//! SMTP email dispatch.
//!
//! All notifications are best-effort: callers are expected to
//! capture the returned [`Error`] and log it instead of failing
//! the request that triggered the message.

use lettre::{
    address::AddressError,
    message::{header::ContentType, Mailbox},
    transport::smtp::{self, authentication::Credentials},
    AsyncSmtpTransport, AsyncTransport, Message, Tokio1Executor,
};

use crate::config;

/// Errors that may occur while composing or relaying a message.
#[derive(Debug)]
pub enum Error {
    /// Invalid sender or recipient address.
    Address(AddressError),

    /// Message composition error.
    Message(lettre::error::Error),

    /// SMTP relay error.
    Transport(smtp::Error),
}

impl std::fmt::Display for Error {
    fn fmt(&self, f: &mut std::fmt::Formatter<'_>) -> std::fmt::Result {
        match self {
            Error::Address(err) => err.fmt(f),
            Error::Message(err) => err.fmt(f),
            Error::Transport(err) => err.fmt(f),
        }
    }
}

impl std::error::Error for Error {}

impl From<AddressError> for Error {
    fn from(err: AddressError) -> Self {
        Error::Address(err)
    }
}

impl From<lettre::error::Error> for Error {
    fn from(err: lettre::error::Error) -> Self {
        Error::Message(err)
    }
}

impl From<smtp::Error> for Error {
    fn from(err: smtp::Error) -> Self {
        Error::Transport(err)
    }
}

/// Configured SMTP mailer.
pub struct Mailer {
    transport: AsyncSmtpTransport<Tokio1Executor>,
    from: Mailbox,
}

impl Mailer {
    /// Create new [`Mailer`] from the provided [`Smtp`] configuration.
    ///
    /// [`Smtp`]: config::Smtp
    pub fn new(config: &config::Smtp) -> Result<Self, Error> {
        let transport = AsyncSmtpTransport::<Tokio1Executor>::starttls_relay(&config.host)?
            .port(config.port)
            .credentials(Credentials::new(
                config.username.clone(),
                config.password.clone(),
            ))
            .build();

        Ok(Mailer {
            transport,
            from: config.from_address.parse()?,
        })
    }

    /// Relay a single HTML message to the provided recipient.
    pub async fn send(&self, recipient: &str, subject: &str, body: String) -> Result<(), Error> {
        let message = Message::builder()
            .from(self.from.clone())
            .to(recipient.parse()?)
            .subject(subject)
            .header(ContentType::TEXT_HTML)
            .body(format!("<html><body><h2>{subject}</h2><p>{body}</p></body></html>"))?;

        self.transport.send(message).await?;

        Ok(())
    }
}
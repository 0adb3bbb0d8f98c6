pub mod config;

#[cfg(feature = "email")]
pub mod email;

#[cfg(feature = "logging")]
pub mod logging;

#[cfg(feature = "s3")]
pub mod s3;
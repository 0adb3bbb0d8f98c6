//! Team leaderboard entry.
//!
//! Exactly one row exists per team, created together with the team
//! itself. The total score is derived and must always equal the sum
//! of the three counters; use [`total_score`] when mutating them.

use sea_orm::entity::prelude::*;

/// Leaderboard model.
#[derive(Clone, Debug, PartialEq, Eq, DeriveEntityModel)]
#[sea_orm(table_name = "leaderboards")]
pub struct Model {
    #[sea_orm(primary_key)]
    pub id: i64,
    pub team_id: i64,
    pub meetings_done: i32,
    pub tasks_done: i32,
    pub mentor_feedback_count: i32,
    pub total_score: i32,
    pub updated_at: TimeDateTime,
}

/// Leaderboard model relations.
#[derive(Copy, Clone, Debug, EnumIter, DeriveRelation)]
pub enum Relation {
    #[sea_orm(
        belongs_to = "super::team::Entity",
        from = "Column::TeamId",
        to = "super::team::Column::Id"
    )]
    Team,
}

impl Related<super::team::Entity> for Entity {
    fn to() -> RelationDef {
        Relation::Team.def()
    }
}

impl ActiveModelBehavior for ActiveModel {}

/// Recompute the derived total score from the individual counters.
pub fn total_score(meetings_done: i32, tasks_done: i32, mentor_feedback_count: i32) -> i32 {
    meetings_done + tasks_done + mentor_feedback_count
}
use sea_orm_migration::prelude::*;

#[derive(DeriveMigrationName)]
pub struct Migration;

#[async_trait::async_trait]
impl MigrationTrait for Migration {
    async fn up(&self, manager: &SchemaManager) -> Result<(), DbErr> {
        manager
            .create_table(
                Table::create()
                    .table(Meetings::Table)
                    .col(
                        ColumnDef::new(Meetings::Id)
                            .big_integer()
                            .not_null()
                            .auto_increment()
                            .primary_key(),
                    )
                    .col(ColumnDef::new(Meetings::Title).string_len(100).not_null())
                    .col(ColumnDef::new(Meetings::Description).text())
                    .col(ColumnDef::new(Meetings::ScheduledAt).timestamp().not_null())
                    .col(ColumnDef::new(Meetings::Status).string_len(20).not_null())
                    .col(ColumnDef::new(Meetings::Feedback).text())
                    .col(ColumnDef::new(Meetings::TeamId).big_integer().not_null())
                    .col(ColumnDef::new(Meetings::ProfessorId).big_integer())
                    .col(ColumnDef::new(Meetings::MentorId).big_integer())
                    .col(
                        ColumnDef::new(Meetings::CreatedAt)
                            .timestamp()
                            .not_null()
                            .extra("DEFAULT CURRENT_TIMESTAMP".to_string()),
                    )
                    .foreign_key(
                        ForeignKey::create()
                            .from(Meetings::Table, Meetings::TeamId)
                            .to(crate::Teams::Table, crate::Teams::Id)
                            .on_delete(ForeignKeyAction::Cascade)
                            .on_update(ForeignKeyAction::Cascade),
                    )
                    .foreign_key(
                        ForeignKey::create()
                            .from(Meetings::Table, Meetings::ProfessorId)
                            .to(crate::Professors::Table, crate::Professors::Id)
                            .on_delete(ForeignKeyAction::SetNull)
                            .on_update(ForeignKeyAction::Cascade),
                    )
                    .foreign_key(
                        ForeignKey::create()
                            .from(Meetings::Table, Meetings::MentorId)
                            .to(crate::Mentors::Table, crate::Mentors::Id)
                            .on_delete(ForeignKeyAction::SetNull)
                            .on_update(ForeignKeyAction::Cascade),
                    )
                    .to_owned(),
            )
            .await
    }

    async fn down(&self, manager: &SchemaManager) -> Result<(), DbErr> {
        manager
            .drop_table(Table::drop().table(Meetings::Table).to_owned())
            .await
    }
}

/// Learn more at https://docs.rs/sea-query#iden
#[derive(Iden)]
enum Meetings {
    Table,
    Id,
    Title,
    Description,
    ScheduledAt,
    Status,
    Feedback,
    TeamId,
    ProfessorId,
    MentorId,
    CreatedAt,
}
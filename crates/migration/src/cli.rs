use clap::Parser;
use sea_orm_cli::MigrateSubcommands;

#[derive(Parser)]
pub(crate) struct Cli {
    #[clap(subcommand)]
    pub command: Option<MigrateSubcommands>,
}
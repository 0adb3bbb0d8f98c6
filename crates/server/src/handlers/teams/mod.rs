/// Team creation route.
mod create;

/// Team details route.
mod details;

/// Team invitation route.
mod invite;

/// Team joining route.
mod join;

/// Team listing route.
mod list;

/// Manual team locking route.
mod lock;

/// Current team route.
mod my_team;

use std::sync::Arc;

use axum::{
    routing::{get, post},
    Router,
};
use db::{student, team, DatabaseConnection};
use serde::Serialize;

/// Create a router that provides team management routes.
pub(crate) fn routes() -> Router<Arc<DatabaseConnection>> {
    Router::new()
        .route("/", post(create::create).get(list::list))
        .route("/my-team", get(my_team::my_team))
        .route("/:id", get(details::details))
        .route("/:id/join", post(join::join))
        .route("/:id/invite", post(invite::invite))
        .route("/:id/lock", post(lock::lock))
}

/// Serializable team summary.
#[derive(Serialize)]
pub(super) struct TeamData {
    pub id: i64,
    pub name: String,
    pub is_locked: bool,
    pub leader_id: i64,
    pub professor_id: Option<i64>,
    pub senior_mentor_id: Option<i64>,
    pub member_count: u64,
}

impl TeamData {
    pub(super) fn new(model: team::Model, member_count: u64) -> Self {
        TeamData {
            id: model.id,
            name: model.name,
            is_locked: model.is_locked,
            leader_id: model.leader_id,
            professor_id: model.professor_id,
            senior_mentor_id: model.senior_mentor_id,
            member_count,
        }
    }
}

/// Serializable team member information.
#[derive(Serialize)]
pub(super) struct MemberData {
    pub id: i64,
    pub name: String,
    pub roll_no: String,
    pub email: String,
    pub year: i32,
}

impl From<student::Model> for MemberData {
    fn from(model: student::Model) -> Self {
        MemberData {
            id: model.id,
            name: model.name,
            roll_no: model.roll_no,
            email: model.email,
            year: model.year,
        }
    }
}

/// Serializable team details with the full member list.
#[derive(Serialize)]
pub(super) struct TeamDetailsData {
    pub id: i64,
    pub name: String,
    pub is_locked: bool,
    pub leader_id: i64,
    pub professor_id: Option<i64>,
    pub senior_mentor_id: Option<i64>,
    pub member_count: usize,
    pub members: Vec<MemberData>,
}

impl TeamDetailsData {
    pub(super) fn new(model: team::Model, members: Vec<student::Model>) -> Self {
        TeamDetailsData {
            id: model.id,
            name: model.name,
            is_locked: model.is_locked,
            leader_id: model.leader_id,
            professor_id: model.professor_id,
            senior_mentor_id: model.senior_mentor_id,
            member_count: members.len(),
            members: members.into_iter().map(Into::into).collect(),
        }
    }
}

REQUIRED ACTION: Everything from the first line of the records above to the line containing "impl std::error::Error for", inclusive, should be repeated exactly; leave out the rest.

TASK ANSWER:
//! SMTP email dispatch.
//!
//! All notifications are best-effort: callers are expected to
//! capture the returned [`Error`] and log it instead of failing
//! the request that triggered the message.

use lettre::{
    address::AddressError,
    message::{header::ContentType, Mailbox},
    transport::smtp::{self, authentication::Credentials},
    AsyncSmtpTransport, AsyncTransport, Message, Tokio1Executor,
};

use crate::config;

/// Errors that may occur while composing or relaying a message.
#[derive(Debug)]
pub enum Error {
    /// Invalid sender or recipient address.
    Address(AddressError),

    /// Message composition error.
    Message(lettre::error::Error),

    /// SMTP relay error.
    Transport(smtp::Error),
}

impl std::fmt::Display for Error {
    fn fmt(&self, f: &mut std::fmt::Formatter<'_>) -> std::fmt::Result {
        match self {
            Error::Address(err) => err.fmt(f),
            Error::Message(err) => err.fmt(f),
            Error::Transport(err) => err.fmt(f),
        }
    }
}

impl std::error::Error for Error {}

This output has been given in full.